● Task requirements: Write out the whole listing. Leave out nothing.

● Provided data:

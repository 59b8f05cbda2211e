use serde::{Deserialize, Serialize};
use uuid::Uuid;

use super::constants::MAX_NAME_LEN;

/// Represents a player in one game session
///
/// Owned by exactly one session; everything else refers to a player by id.
#[derive(Debug, Clone, PartialEq, Eq, Serialize, Deserialize)]
pub struct Player {
    /// Unique player identifier
    #[serde(rename = "playerID")]
    pub id: Uuid,
    /// Player's display name (1-15 characters, mutable)
    #[serde(rename = "playerName")]
    pub name: String,
    /// Review-phase award score, only ever incremented
    pub points: u32,
}

#[derive(Debug, PartialEq, Eq, thiserror::Error)]
pub enum NameError {
    #[error("name empty")]
    Empty,
    #[error("name too long")]
    TooLong,
}

impl Player {
    /// Create a new player with a placeholder name based on join order.
    /// Clients rename themselves with a `name` message.
    pub fn new(join_index: usize) -> Self {
        Self {
            id: Uuid::new_v4(),
            name: format!("Player {}", join_index),
            points: 0,
        }
    }

    /// Update the display name, enforcing the 1-15 character limit.
    pub fn set_name(&mut self, name: &str) -> Result<(), NameError> {
        let count = name.chars().count();
        if count < 1 {
            return Err(NameError::Empty);
        }
        if count > MAX_NAME_LEN {
            return Err(NameError::TooLong);
        }
        self.name = name.to_string();
        Ok(())
    }
}

#[cfg(test)]
mod tests {
    use super::*;

    #[test]
    fn test_new_player() {
        let player = Player::new(3);

        assert_eq!(player.name, "Player 3");
        assert_eq!(player.points, 0);
        assert!(!player.id.is_nil());
    }

    #[test]
    fn test_set_name() {
        let mut player = Player::new(0);

        assert!(player.set_name("Ada").is_ok());
        assert_eq!(player.name, "Ada");
    }

    #[test]
    fn test_set_name_rejects_empty() {
        let mut player = Player::new(0);

        assert_eq!(player.set_name(""), Err(NameError::Empty));
        assert_eq!(player.name, "Player 0");
    }

    #[test]
    fn test_set_name_rejects_too_long() {
        let mut player = Player::new(0);

        assert_eq!(player.set_name("abcdefghijklmnop"), Err(NameError::TooLong));

        // 15 characters is the boundary and is allowed
        assert!(player.set_name("abcdefghijklmno").is_ok());
    }

    #[test]
    fn test_wire_shape_keys() {
        let player = Player::new(0);
        let json = serde_json::to_value(&player).unwrap();

        assert!(json.get("playerID").is_some());
        assert!(json.get("playerName").is_some());
        assert!(json.get("points").is_some());
    }
}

● Task answer:
repository 59b8f05cbda2211e
use serde::{Deserialize, Serialize};
use uuid::Uuid;

use super::constants::MAX_NAME_LEN;

/// Represents a player in one game session
///
/// Owned by exactly one session; everything else refers to a player by id.
#[derive(Debug, Clone, PartialEq, Eq, Serialize, Deserialize)]
pub struct Player {
    /// Unique player identifier
    #[serde(rename = "playerID")]
    pub id: Uuid,
    /// Player's display name (1-15 characters, mutable)
    #[serde(rename = "playerName")]
    pub name: String,
    /// Review-phase award score, only ever incremented
    pub points: u32,
}

#[derive(Debug, PartialEq, Eq, thiserror::Error)]
pub enum NameError {
    #[error("name empty")]
    Empty,
    #[error("name too long")]
    TooLong,
}

impl Player {
    /// Create a new player with a placeholder name based on join order.
    /// Clients rename themselves with a `name` message.
    pub fn new(join_index: usize) -> Self {
        Self {
            id: Uuid::new_v4(),
            name: format!("Player {}", join_index),
            points: 0,
        }
    }

    /// Update the display name, enforcing the 1-15 character limit.
    pub fn set_name(&mut self, name: &str) -> Result<(), NameError> {
        let count = name.chars().count();
        if count < 1 {
            return Err(NameError::Empty);
        }
        if count > MAX_NAME_LEN {
            return Err(NameError::TooLong);
        }
        self.name = name.to_string();
        Ok(())
    }
}

#[cfg(test)]
mod tests {
    use super::*;

    #[test]
    fn test_new_player() {
        let player = Player::new(3);

        assert_eq!(player.name, "Player 3");
        assert_eq!(player.points, 0);
        assert!(!player.id.is_nil());
    }

    #[test]
    fn test_set_name() {
        let mut player = Player::new(0);

        assert!(player.set_name("Ada").is_ok());
        assert_eq!(player.name, "Ada");
    }

    #[test]
    fn test_set_name_rejects_empty() {
        let mut player = Player::new(0);

        assert_eq!(player.set_name(""), Err(NameError::Empty));
        assert_eq!(player.name, "Player 0");
    }

    #[test]
    fn test_set_name_rejects_too_long() {
        let mut player = Player::new(0);

        assert_eq!(player.set_name("abcdefghijklmnop"), Err(NameError::TooLong));

        // 15 characters is the boundary and is allowed
        assert!(player.set_name("abcdefghijklmno").is_ok());
    }

    #[test]
    fn test_wire_shape_keys() {
        let player = Player::new(0);
        let json = serde_json::to_value(&player).unwrap();

        assert!(json.get("playerID").is_some());
        assert!(json.get("playerName").is_some());
        assert!(json.get("points").is_some());
    }
}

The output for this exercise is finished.